The pandemic forced this mom to face her alcohol abuse. Here’s how she got sober

This story discusses substance abuse and dependency. If you or someone you know is struggling with addiction or substance abuse, please call SAMHSA’s National Helpline, 1-800-662-HELP (4357), text TALK to 741741, or visit Smart Recovery for additional tools and support.

Cate, a Massachusetts mom of two, can still recall one of the many mornings when she would wake up painfully hungover, too nauseous to move, let alone parent.

She says she would throw $100 at her mom and beg her to "keep the kids away from me."

"I was just so sick all the time," Cate, who asked that her last name be withheld to protect her family's privacy, tells "Thank God for my mom, because I was just too hungover to deal."

Working in the restaurant and service industry, Cate, 31, says she has always been a heavy social drinker. It wasn't uncommon for her to fight through another "morning after" as she made breakfast, took her children to school or shuttled them to yet another weekend activity.

"I would be sick and hungover and dying on a bench, not truly present with my children," she says. "I was physically with my children, but I wasn't mentally, emotionally or spiritually present as a mother."

After the COVID-19 pandemic cost Cate her restaurant job and pushed her into lockdown with her mom and two kids, her drinking increased.

"I felt overwhelmed. We were all home together and we were all struggling," she says. "I couldn't handle it, so I just drank ... there were no rules."

"Everybody was drinking"

As the months went by, Cate started drinking more frequently and earlier in the day, sometimes pouring herself a cocktail at 10:00 in the morning.

“Everybody was drinking,” Cate says. “Every mom I talked to — everybody around me was doing the same thing.”

Studies show alcohol consumption increased during the COVID-19 pandemic, particularly among women like Cate.

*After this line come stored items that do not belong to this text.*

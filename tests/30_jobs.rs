mod common;

use anyhow::Result;
use reqwest::StatusCode;
use serde_json::{json, Value};

use common::TestServer;

fn job_body(title: &str) -> Value {
    json!({
        "title": title,
        "description": "Build and run the job board backend.",
        "email": "hiring@example.com",
        "address": "651 Rr 2, Oquawka, IL, 61469",
        "company": "Knack Ltd",
        "industry": ["Information Technology"],
        "jobType": "Permanent",
        "minEducation": "Bachelors",
        "positions": 2,
        "experience": "2 Years - 5 Years",
        "salary": 155000
    })
}

/// Posts a job as a fresh employer. `None` when no geocoder is configured.
async fn post_job(server: &TestServer, title: &str) -> Result<Option<(String, Value)>> {
    let token = common::register(server, "Employer", &common::unique_email("employer"), "employer").await?;
    let res = reqwest::Client::new()
        .post(server.url("/job/new"))
        .bearer_auth(&token)
        .json(&job_body(title))
        .send()
        .await?;
    if res.status() == StatusCode::BAD_GATEWAY {
        eprintln!("geocoder unavailable, skipping job flow");
        return Ok(None);
    }
    assert_eq!(res.status(), StatusCode::CREATED);
    let body: Value = res.json().await?;
    Ok(Some((token, body["data"].clone())))
}

#[tokio::test]
async fn seekers_cannot_post_jobs() -> Result<()> {
    if !common::database_configured() {
        return Ok(());
    }
    let server = common::ensure_server().await?;
    let token = common::register(server, "Seeker", &common::unique_email("seeker"), "user").await?;

    let res = reqwest::Client::new()
        .post(server.url("/job/new"))
        .bearer_auth(&token)
        .json(&job_body("Rust Developer"))
        .send()
        .await?;
    assert_eq!(res.status(), StatusCode::FORBIDDEN);
    Ok(())
}

#[tokio::test]
async fn job_posting_is_validated() -> Result<()> {
    if !common::database_configured() {
        return Ok(());
    }
    let server = common::ensure_server().await?;
    let token = common::register(server, "Employer", &common::unique_email("employer"), "employer").await?;

    let res = reqwest::Client::new()
        .post(server.url("/job/new"))
        .bearer_auth(&token)
        .json(&json!({ "title": "No details" }))
        .send()
        .await?;
    assert_eq!(res.status(), StatusCode::BAD_REQUEST);
    let body: Value = res.json().await?;
    assert_eq!(body["code"], json!("VALIDATION_ERROR"));
    assert!(body["field_errors"].get("company").is_some());
    Ok(())
}

#[tokio::test]
async fn unknown_topic_has_no_stats() -> Result<()> {
    if !common::database_configured() {
        return Ok(());
    }
    let server = common::ensure_server().await?;

    let res = reqwest::get(server.url("/stats/zzqxnonexistenttopic")).await?;
    assert_eq!(res.status(), StatusCode::NOT_FOUND);
    let body: Value = res.json().await?;
    assert_eq!(body["message"], json!("No stats found for zzqxnonexistenttopic"));
    Ok(())
}

#[tokio::test]
async fn employer_lifecycle() -> Result<()> {
    if !common::database_configured() {
        return Ok(());
    }
    let server = common::ensure_server().await?;
    let client = reqwest::Client::new();
    let Some((token, job)) = post_job(server, "Senior Rust Developer").await? else {
        return Ok(());
    };
    let id = job["id"].as_str().unwrap().to_string();
    assert_eq!(job["slug"], json!("senior-rust-developer"));

    let res = client.get(server.url(&format!("/job/{}/senior-rust-developer", id))).send().await?;
    assert_eq!(res.status(), StatusCode::OK);
    let body: Value = res.json().await?;
    assert_eq!(body["data"]["user"]["name"], json!("Employer"));

    let res = client.get(server.url("/jobs/published")).bearer_auth(&token).send().await?;
    let body: Value = res.json().await?;
    assert_eq!(body["results"], json!(1));

    // Another employer may not touch it
    let other = common::register(server, "Rival", &common::unique_email("rival"), "employer").await?;
    let res = client
        .put(server.url(&format!("/job/{}", id)))
        .bearer_auth(&other)
        .json(&json!({ "salary": 1 }))
        .send()
        .await?;
    assert_eq!(res.status(), StatusCode::FORBIDDEN);

    let res = client
        .put(server.url(&format!("/job/{}", id)))
        .bearer_auth(&token)
        .json(&json!({ "salary": 160000 }))
        .send()
        .await?;
    assert_eq!(res.status(), StatusCode::OK);
    let body: Value = res.json().await?;
    assert_eq!(body["data"]["salary"], json!(160000));

    let res = client.delete(server.url(&format!("/job/{}", id))).bearer_auth(&token).send().await?;
    assert_eq!(res.status(), StatusCode::OK);
    let body: Value = res.json().await?;
    assert_eq!(body["message"], json!("Job removed"));
    Ok(())
}

#[tokio::test]
async fn apply_flow() -> Result<()> {
    if !common::database_configured() {
        return Ok(());
    }
    let server = common::ensure_server().await?;
    let client = reqwest::Client::new();
    let Some((_, job)) = post_job(server, "Backend Engineer").await? else {
        return Ok(());
    };
    let apply_url = server.url(&format!("/job/{}/apply", job["id"].as_str().unwrap()));
    let seeker = common::register(server, "Seeker", &common::unique_email("applicant"), "user").await?;

    // No file field at all
    let form = reqwest::multipart::Form::new().text("note", "hello");
    let res = client.put(&apply_url).bearer_auth(&seeker).multipart(form).send().await?;
    assert_eq!(res.status(), StatusCode::BAD_REQUEST);
    let body: Value = res.json().await?;
    assert_eq!(body["message"], json!("Please upload a file"));

    // Wrong document type
    let part = reqwest::multipart::Part::bytes(b"GIF89a".to_vec()).file_name("resume.gif");
    let form = reqwest::multipart::Form::new().part("file", part);
    let res = client.put(&apply_url).bearer_auth(&seeker).multipart(form).send().await?;
    assert_eq!(res.status(), StatusCode::BAD_REQUEST);
    let body: Value = res.json().await?;
    assert_eq!(body["message"], json!("Please upload document file"));

    let part = reqwest::multipart::Part::bytes(b"%PDF-1.4 resume".to_vec()).file_name("resume.pdf");
    let form = reqwest::multipart::Form::new().part("file", part);
    let res = client.put(&apply_url).bearer_auth(&seeker).multipart(form).send().await?;
    assert_eq!(res.status(), StatusCode::OK);
    let body: Value = res.json().await?;
    assert_eq!(body["message"], json!("Applied to Job successfully"));
    assert!(body["data"].as_str().unwrap().ends_with(".pdf"));

    let part = reqwest::multipart::Part::bytes(b"%PDF-1.4 resume".to_vec()).file_name("resume.pdf");
    let form = reqwest::multipart::Form::new().part("file", part);
    let res = client.put(&apply_url).bearer_auth(&seeker).multipart(form).send().await?;
    assert_eq!(res.status(), StatusCode::CONFLICT);

    let res = client.get(server.url("/jobs/applied")).bearer_auth(&seeker).send().await?;
    let body: Value = res.json().await?;
    assert_eq!(body["results"], json!(1));
    Ok(())
}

From 2019 to 2020, alcohol-related deaths among women ages 35 to 44 increased by 42%, according to the Centers for Disease Control and Prevention (CDC).

Jillian Murano, a licensed clinical alcohol and drug counselor, says that after the pandemic destroyed people’s normal “structure and routine” their “mental health was impacted,” causing an increase in alcohol use.

“It happened so quickly and unexpectedly, and there were so many unknowns that we couldn’t plan or predict that caused a lot of anxiety,” Murano tells

“So people started self-medicating, and unfortunately if people did reach out for help there wasn’t enough resources.”

'I just drank about it'

Cate says she "always used alcohol" as a way to cope with the difficulties of life.

"I got married very young and had my first son when I was 21," Cate says. "I was a stay-at-home mom, relying on my ex-husband's income and pregnant with my second when he went away for three weeks, met a girl and never came home. I was seven months pregnant.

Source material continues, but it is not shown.